====== Available records ======

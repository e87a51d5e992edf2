use chrono::{DateTime, Duration, NaiveDate, Utc};

/// A simple clock abstraction for deterministic time in services and tests.
#[derive(Debug, Clone, Copy, Default)]
pub enum Clock {
    #[default]
    Default,
    Fixed(DateTime<Utc>),
}

impl Clock {
    /// Returns a clock that uses the current system time.
    #[must_use]
    pub fn default_clock() -> Self {
        Self::Default
    }

    /// Returns a clock fixed at the given timestamp.
    #[must_use]
    pub fn fixed(at: DateTime<Utc>) -> Self {
        Self::Fixed(at)
    }

    /// Returns the current time according to the clock.
    #[must_use]
    pub fn now(&self) -> DateTime<Utc> {
        match self {
            Clock::Default => Utc::now(),
            Clock::Fixed(t) => *t,
        }
    }

    /// Returns the current calendar date according to the clock.
    ///
    /// Hall-of-fame entries carry a date with no time-of-day.
    #[must_use]
    pub fn today(&self) -> NaiveDate {
        self.now().date_naive()
    }

    /// If this is a fixed clock, advance it by the given duration.
    ///
    /// Has no effect on `Clock::Default`.
    pub fn advance(&mut self, delta: Duration) {
        if let Clock::Fixed(t) = self {
            *t += delta;
        }
    }
}

/// Deterministic timestamp for tests and examples (2023-11-14T22:13:20Z).
pub const FIXED_TEST_TIMESTAMP: i64 = 1_700_000_000;

/// Returns a deterministic `DateTime<Utc>` for tests and doc examples.
///
/// # Panics
///
/// Panics if the fixed timestamp cannot be represented.
#[must_use]
pub fn fixed_now() -> DateTime<Utc> {
    DateTime::<Utc>::from_timestamp(FIXED_TEST_TIMESTAMP, 0)
        .expect("fixed timestamp should be valid")
}

/// Returns a `Clock` fixed at the deterministic test timestamp.
#[must_use]
pub fn fixed_clock() -> Clock {
    Clock::fixed(fixed_now())
}
use std::fs;
use std::io::Write;
use std::path::{Path, PathBuf};

use sifir_core::model::HallOfFameEntry;
use tracing::warn;

use crate::repository::{HallOfFameRepository, StorageError};

/// Namespaced key under which the hall of fame is persisted.
pub const STORAGE_KEY: &str = "sifir_master_hall_of_fame";

/// File-backed adapter persisting the entry sequence as one JSON document.
///
/// The document lives at `<dir>/<STORAGE_KEY>.json`. Writes replace the
/// whole value via a temp file and rename so a crash mid-write cannot
/// leave a truncated store behind.
#[derive(Debug, Clone)]
pub struct JsonFileStore {
    path: PathBuf,
}

impl JsonFileStore {
    /// Create a store rooted at `dir`. The directory is created if absent.
    ///
    /// # Errors
    ///
    /// Returns `StorageError::Io` if the directory cannot be created.
    pub fn new(dir: impl AsRef<Path>) -> Result<Self, StorageError> {
        let dir = dir.as_ref();
        fs::create_dir_all(dir)?;
        Ok(Self {
            path: dir.join(format!("{STORAGE_KEY}.json")),
        })
    }

    /// Path of the backing file.
    #[must_use]
    pub fn path(&self) -> &Path {
        &self.path
    }
}

impl HallOfFameRepository for JsonFileStore {
    fn load(&self) -> Result<Vec<HallOfFameEntry>, StorageError> {
        let raw = match fs::read_to_string(&self.path) {
            Ok(raw) => raw,
            Err(err) if err.kind() == std::io::ErrorKind::NotFound => return Ok(Vec::new()),
            Err(err) => {
                warn!(path = %self.path.display(), %err, "failed to read hall of fame");
                return Err(err.into());
            }
        };

        serde_json::from_str(&raw).map_err(|err| {
            warn!(path = %self.path.display(), %err, "hall of fame store is corrupt");
            StorageError::Serialization(err.to_string())
        })
    }

    fn save(&self, entries: &[HallOfFameEntry]) -> Result<(), StorageError> {
        let json = serde_json::to_string_pretty(entries)
            .map_err(|err| StorageError::Serialization(err.to_string()))?;

        let tmp = self.path.with_extension("json.tmp");
        let mut file = fs::File::create(&tmp)?;
        file.write_all(json.as_bytes())?;
        file.sync_all()?;
        fs::rename(&tmp, &self.path)?;
        Ok(())
    }
}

======

### What to do:
Write the data out again in full. Match it word for word.

### Exercise output:
repository e87a51d5e992edf2
use chrono::{DateTime, Duration, NaiveDate, Utc};

/// A simple clock abstraction for deterministic time in services and tests.
#[derive(Debug, Clone, Copy, Default)]
pub enum Clock {
    #[default]
    Default,
    Fixed(DateTime<Utc>),
}

impl Clock {
    /// Returns a clock that uses the current system time.
    #[must_use]
    pub fn default_clock() -> Self {
        Self::Default
    }

    /// Returns a clock fixed at the given timestamp.
    #[must_use]
    pub fn fixed(at: DateTime<Utc>) -> Self {
        Self::Fixed(at)
    }

    /// Returns the current time according to the clock.
    #[must_use]
    pub fn now(&self) -> DateTime<Utc> {
        match self {
            Clock::Default => Utc::now(),
            Clock::Fixed(t) => *t,
        }
    }

    /// Returns the current calendar date according to the clock.
    ///
    /// Hall-of-fame entries carry a date with no time-of-day.
    #[must_use]
    pub fn today(&self) -> NaiveDate {
        self.now().date_naive()
    }

    /// If this is a fixed clock, advance it by the given duration.
    ///
    /// Has no effect on `Clock::Default`.
    pub fn advance(&mut self, delta: Duration) {
        if let Clock::Fixed(t) = self {
            *t += delta;
        }
    }
}

/// Deterministic timestamp for tests and examples (2023-11-14T22:13:20Z).
pub const FIXED_TEST_TIMESTAMP: i64 = 1_700_000_000;

/// Returns a deterministic `DateTime<Utc>` for tests and doc examples.
///
/// # Panics
///
/// Panics if the fixed timestamp cannot be represented.
#[must_use]
pub fn fixed_now() -> DateTime<Utc> {
    DateTime::<Utc>::from_timestamp(FIXED_TEST_TIMESTAMP, 0)
        .expect("fixed timestamp should be valid")
}

/// Returns a `Clock` fixed at the deterministic test timestamp.
#[must_use]
pub fn fixed_clock() -> Clock {
    Clock::fixed(fixed_now())
}
use std::fs;
use std::io::Write;
use std::path::{Path, PathBuf};

use sifir_core::model::HallOfFameEntry;
use tracing::warn;

use crate::repository::{HallOfFameRepository, StorageError};

/// Namespaced key under which the hall of fame is persisted.
pub const STORAGE_KEY: &str = "sifir_master_hall_of_fame";

/// File-backed adapter persisting the entry sequence as one JSON document.
///
/// The document lives at `<dir>/<STORAGE_KEY>.json`. Writes replace the
/// whole value via a temp file and rename so a crash mid-write cannot
/// leave a truncated store behind.
#[derive(Debug, Clone)]
pub struct JsonFileStore {
    path: PathBuf,
}

impl JsonFileStore {
    /// Create a store rooted at `dir`. The directory is created if absent.
    ///
    /// # Errors
    ///
    /// Returns `StorageError::Io` if the directory cannot be created.
    pub fn new(dir: impl AsRef<Path>) -> Result<Self, StorageError> {
        let dir = dir.as_ref();
        fs::create_dir_all(dir)?;
        Ok(Self {
            path: dir.join(format!("{STORAGE_KEY}.json")),
        })
    }

    /// Path of the backing file.
    #[must_use]
    pub fn path(&self) -> &Path {
        &self.path
    }
}

impl HallOfFameRepository for JsonFileStore {
    fn load(&self) -> Result<Vec<HallOfFameEntry>, StorageError> {
        let raw = match fs::read_to_string(&self.path) {
            Ok(raw) => raw,
            Err(err) if err.kind() == std::io::ErrorKind::NotFound => return Ok(Vec::new()),
            Err(err) => {
                warn!(path = %self.path.display(), %err, "failed to read hall of fame");
                return Err(err.into());
            }
        };

        serde_json::from_str(&raw).map_err(|err| {
            warn!(path = %self.path.display(), %err, "hall of fame store is corrupt");
            StorageError::Serialization(err.to_string())
        })
    }

    fn save(&self, entries: &[HallOfFameEntry]) -> Result<(), StorageError> {
        let json = serde_json::to_string_pretty(entries)
            .map_err(|err| StorageError::Serialization(err.to_string()))?;

        let tmp = self.path.with_extension("json.tmp");
        let mut file = fs::File::create(&tmp)?;
        file.write_all(json.as_bytes())?;
        file.sync_all()?;
        fs::rename(&tmp, &self.path)?;
        Ok(())
    }
}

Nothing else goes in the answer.